Collected data entries:
◇ ◇ ◇ ◇ ◇ ◇ ◇
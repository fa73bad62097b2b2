use bigdecimal::BigDecimal;
use serde::{Deserialize, Serialize};
use sqlx::FromRow;
use std::collections::HashMap;

// ============ Database Models ============

/// A staged client record awaiting validation.
///
/// Created once by the ingestion layer and read-only from then on. The `id`
/// column of the staged table carries the job id the record was uploaded
/// under, so a batch is fetched with `WHERE id = $1`.
#[derive(Debug, Clone, PartialEq, FromRow, Serialize, Deserialize)]
pub struct ClientRecord {
    /// Job id this record was staged under.
    pub id: String,
    /// Client's full name.
    pub name: String,
    /// Raw phone number as uploaded; compared byte-for-byte against the
    /// country's calling code, no normalization.
    pub phone_number: String,
    /// Country name, the lookup key into the calling-code reference.
    pub country: String,
    pub gender: String,
    pub company: String,
    /// Already cleaned upstream; finite and non-negative.
    pub company_revenue: BigDecimal,
    /// Already cleaned upstream; finite and non-negative.
    pub credit_amount: BigDecimal,
}

/// Country name → calling-code reference, loaded fresh per job run and
/// read-only for the rest of the run.
pub type CallingCodeMap = HashMap<String, String>;

// ============ Search Models ============

/// One item from the external search collaborator. Only `link` is consumed
/// downstream; title and snippet are carried for logging.
#[derive(Debug, Clone, Serialize, Deserialize)]
pub struct SearchItem {
    #[serde(default)]
    pub title: String,
    #[serde(default)]
    pub snippet: String,
    pub link: String,
}

/// Wire shape of a search response. A missing `items` field means zero
/// results, not an error.
#[derive(Debug, Deserialize)]
pub struct SearchResponse {
    #[serde(default)]
    pub items: Vec<SearchItem>,
}

// ============ API Models ============

/// Trigger payload for job processing.
#[derive(Debug, Deserialize)]
pub struct ProcessJobRequest {
    pub job_id: String,
}

/// Summary of a completed job run, returned as the success body.
#[derive(Debug, Clone, Serialize)]
pub struct JobReport {
    pub job_id: String,
    /// Number of records fetched from staging.
    pub staged: usize,
    /// Number of records that survived phone-code validation.
    pub validated: usize,
    /// Number of clients that took the high-value (search) path.
    pub enriched: usize,
    /// Total enrichment links persisted across all clients.
    pub links_saved: usize,
}

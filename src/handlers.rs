use crate::config::Config;
use crate::errors::AppError;
use crate::models::{JobReport, ProcessJobRequest};
use crate::pipeline::run_job;
use crate::search::SearchService;
use crate::storage::PgJobStorage;
use axum::{extract::State, http::StatusCode, response::IntoResponse, Json};
use serde_json::json;
use sqlx::PgPool;
use std::sync::Arc;

/// Shared application state.
pub struct AppState {
    /// Database connection pool.
    pub db: PgPool,
    /// Application configuration.
    pub config: Config,
    /// Client for the external search API.
    pub search: SearchService,
}

/// Health check endpoint.
pub async fn health() -> impl IntoResponse {
    (StatusCode::OK, Json(json!({ "status": "ok" })))
}

/// Triggers processing of one staged job.
///
/// Invoked by the ingestion layer once all staged rows for the job id have
/// been written. The call is synchronous: it returns only after the job has
/// run to completion or hit its first failure.
pub async fn process_job(
    State(state): State<Arc<AppState>>,
    Json(payload): Json<ProcessJobRequest>,
) -> Result<Json<JobReport>, AppError> {
    if payload.job_id.trim().is_empty() {
        return Err(AppError::BadRequest("Missing job_id".to_string()));
    }

    let storage = PgJobStorage::new(state.db.clone());
    let report = run_job(&storage, &state.search, &payload.job_id).await?;

    Ok(Json(report))
}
◇ ◇ ◇ ◇ ◇ ◇ ◇
▸ Task brief: Exactly as given, repeat every record above.

▸ Exercise output:
repository fa73bad62097b2b2
use bigdecimal::BigDecimal;
use serde::{Deserialize, Serialize};
use sqlx::FromRow;
use std::collections::HashMap;

// ============ Database Models ============

/// A staged client record awaiting validation.
///
/// Created once by the ingestion layer and read-only from then on. The `id`
/// column of the staged table carries the job id the record was uploaded
/// under, so a batch is fetched with `WHERE id = $1`.
#[derive(Debug, Clone, PartialEq, FromRow, Serialize, Deserialize)]
pub struct ClientRecord {
    /// Job id this record was staged under.
    pub id: String,
    /// Client's full name.
    pub name: String,
    /// Raw phone number as uploaded; compared byte-for-byte against the
    /// country's calling code, no normalization.
    pub phone_number: String,
    /// Country name, the lookup key into the calling-code reference.
    pub country: String,
    pub gender: String,
    pub company: String,
    /// Already cleaned upstream; finite and non-negative.
    pub company_revenue: BigDecimal,
    /// Already cleaned upstream; finite and non-negative.
    pub credit_amount: BigDecimal,
}

/// Country name → calling-code reference, loaded fresh per job run and
/// read-only for the rest of the run.
pub type CallingCodeMap = HashMap<String, String>;

// ============ Search Models ============

/// One item from the external search collaborator. Only `link` is consumed
/// downstream; title and snippet are carried for logging.
#[derive(Debug, Clone, Serialize, Deserialize)]
pub struct SearchItem {
    #[serde(default)]
    pub title: String,
    #[serde(default)]
    pub snippet: String,
    pub link: String,
}

/// Wire shape of a search response. A missing `items` field means zero
/// results, not an error.
#[derive(Debug, Deserialize)]
pub struct SearchResponse {
    #[serde(default)]
    pub items: Vec<SearchItem>,
}

// ============ API Models ============

/// Trigger payload for job processing.
#[derive(Debug, Deserialize)]
pub struct ProcessJobRequest {
    pub job_id: String,
}

/// Summary of a completed job run, returned as the success body.
#[derive(Debug, Clone, Serialize)]
pub struct JobReport {
    pub job_id: String,
    /// Number of records fetched from staging.
    pub staged: usize,
    /// Number of records that survived phone-code validation.
    pub validated: usize,
    /// Number of clients that took the high-value (search) path.
    pub enriched: usize,
    /// Total enrichment links persisted across all clients.
    pub links_saved: usize,
}

filename src/handlers.rs
use crate::config::Config;
use crate::errors::AppError;
use crate::models::{JobReport, ProcessJobRequest};
use crate::pipeline::run_job;
use crate::search::SearchService;
use crate::storage::PgJobStorage;
use axum::{extract::State, http::StatusCode, response::IntoResponse, Json};
use serde_json::json;
use sqlx::PgPool;
use std::sync::Arc;

/// Shared application state.
pub struct AppState {
    /// Database connection pool.
    pub db: PgPool,
    /// Application configuration.
    pub config: Config,
    /// Client for the external search API.
    pub search: SearchService,
}

/// Health check endpoint.
pub async fn health() -> impl IntoResponse {
    (StatusCode::OK, Json(json!({ "status": "ok" })))
}

/// Triggers processing of one staged job.
///
/// Invoked by the ingestion layer once all staged rows for the job id have
/// been written. The call is synchronous: it returns only after the job has
/// run to completion or hit its first failure.
pub async fn process_job(
    State(state): State<Arc<AppState>>,
    Json(payload): Json<ProcessJobRequest>,
) -> Result<Json<JobReport>, AppError> {
    if payload.job_id.trim().is_empty() {
        return Err(AppError::BadRequest("Missing job_id".to_string()));
    }

    let storage = PgJobStorage::new(state.db.clone());
    let report = run_job(&storage, &state.search, &payload.job_id).await?;

    Ok(Json(report))
}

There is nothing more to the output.